The main threat Israel had to face in the past was the possibility that the Arab countries would occupy the country or parts of it. Since they have despaired of being able to do so, they have turned their efforts to developing rockets and missiles on a wide scale, putting most of Israel's population at risk of attack.
The leader of the struggle against Israel is Iran, which is focusing on two major tracks: a nuclear program; and setting up operative outposts through Hezbollah, Hamas, and it hopes in the future, the population of the West Bank.
They constitute a "sub-conventional" threat to Israel, whose power to destroy in the long run could be the same as the Iranian threat.
It is hard to see which mechanisms could provide security for Israel's citizens if they are exposed to a danger like this.
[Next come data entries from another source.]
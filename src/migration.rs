//! Table creation from declared model schemas.

use crate::config::ResolvedEntity;
use crate::context::Context;
use crate::error::AppError;
use crate::sql::{identifier, QueryBuf};

/// `CREATE TABLE IF NOT EXISTS` for an entity's schema. None when no schema is declared.
pub fn create_table_sql(entity: &ResolvedEntity) -> Option<QueryBuf> {
    if entity.schema.is_empty() {
        return None;
    }
    let col_defs: Vec<String> = entity
        .schema
        .iter()
        .map(|(col, ty)| format!("{} {}", identifier(col), ty.trim()))
        .collect();
    Some(QueryBuf {
        sql: format!(
            "CREATE TABLE IF NOT EXISTS {} ({})",
            identifier(&entity.table_name),
            col_defs.join(", ")
        ),
        params: Vec::new(),
    })
}

/// Create one entity's table. Entities without a schema are left alone.
pub async fn create_table(ctx: &mut Context, entity: &ResolvedEntity) -> Result<bool, AppError> {
    let Some(q) = create_table_sql(entity) else {
        tracing::debug!(model = %entity.name, "no schema declared, table not created");
        return Ok(false);
    };
    ctx.execute(&q).await?;
    Ok(true)
}

/// Create every registered table that declares a schema. Idempotent.
pub async fn apply_migrations(ctx: &mut Context) -> Result<usize, AppError> {
    let entities = ctx.registry().entities.clone();
    let mut created = 0;
    for entity in &entities {
        if create_table(ctx, entity).await? {
            created += 1;
        }
    }
    tracing::info!(tables = created, "migrations applied");
    Ok(created)
}
//! Ejected mass.

use super::cell::{Cell, CellData, CellKind};
use super::PlayerId;
use crate::physics::MassCurve;
use glam::Vec2;

/// A pellet fired by a player cell.
#[derive(Debug, Clone)]
pub struct EjectedMass {
    data: CellData,
    /// Cell that fired this pellet; it may not eat it back while it flies.
    pub(crate) source: Option<u32>,
}

impl EjectedMass {
    pub(crate) fn new(
        id: u32,
        position: Vec2,
        mass: f32,
        owner: Option<PlayerId>,
        source: Option<u32>,
        curve: &MassCurve,
    ) -> Self {
        let mut data = CellData::new(id, CellKind::Ejected, position, mass, curve);
        data.owner = owner;
        Self { data, source }
    }

    /// True if `cell_id` fired this pellet and it is still in flight.
    #[inline]
    pub fn is_fresh_from(&self, cell_id: u32) -> bool {
        self.source == Some(cell_id) && self.data.boost.is_some()
    }
}

impl Cell for EjectedMass {
    fn data(&self) -> &CellData {
        &self.data
    }

    fn data_mut(&mut self) -> &mut CellData {
        &mut self.data
    }
}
U.S. Secretary of State Hillary Clinton recently promised that, if necessary, her country would provide a nuclear military umbrella for its allies.
How could a nuclear umbrella, or any other defense umbrella, be effective against the threat of rockets being fired from the Gaza Strip or the West Bank once the Israel Defense Forces have withdrawn from there? It is not clear at all how it would be possible to enforce demilitarization on the Palestinian entity that will arise. The Gaza Strip is also a "demilitarized" zone, but weapons are smuggled in there and Hamas is building its force for a confrontation with Israel.
The coming months will be a test period for the Israeli government. The attempt to base an arrangement with the Palestinians on an archaic security discourse will merely intensify the danger rather than lessen it. Israel's demand for international action in the face of the various threats Iran poses is not sufficient. The threat embodied in Hamas will continue to exist even without Iranian support. Today it is impossible to identify any element in the West Bank that could deal with the threat other than the presence the IDF.
Israel is facing international pressure to reach an agreement quickly for the establishment of a Palestinian state. The conditions the prime minister has posed for its establishment cannot prevent Iran and Hamas from trying to turn the "demilitarized" West Bank into a missile base.
American defense will also turn out to be pointless, and past experience in Gaza and Lebanon has proven this. The desire to alleviate international pressure in the short run could cost us dearly. It is difficult to see how it would be possible to achieve a sustainable agreement so long as Iran and Hamas are busy undermining it.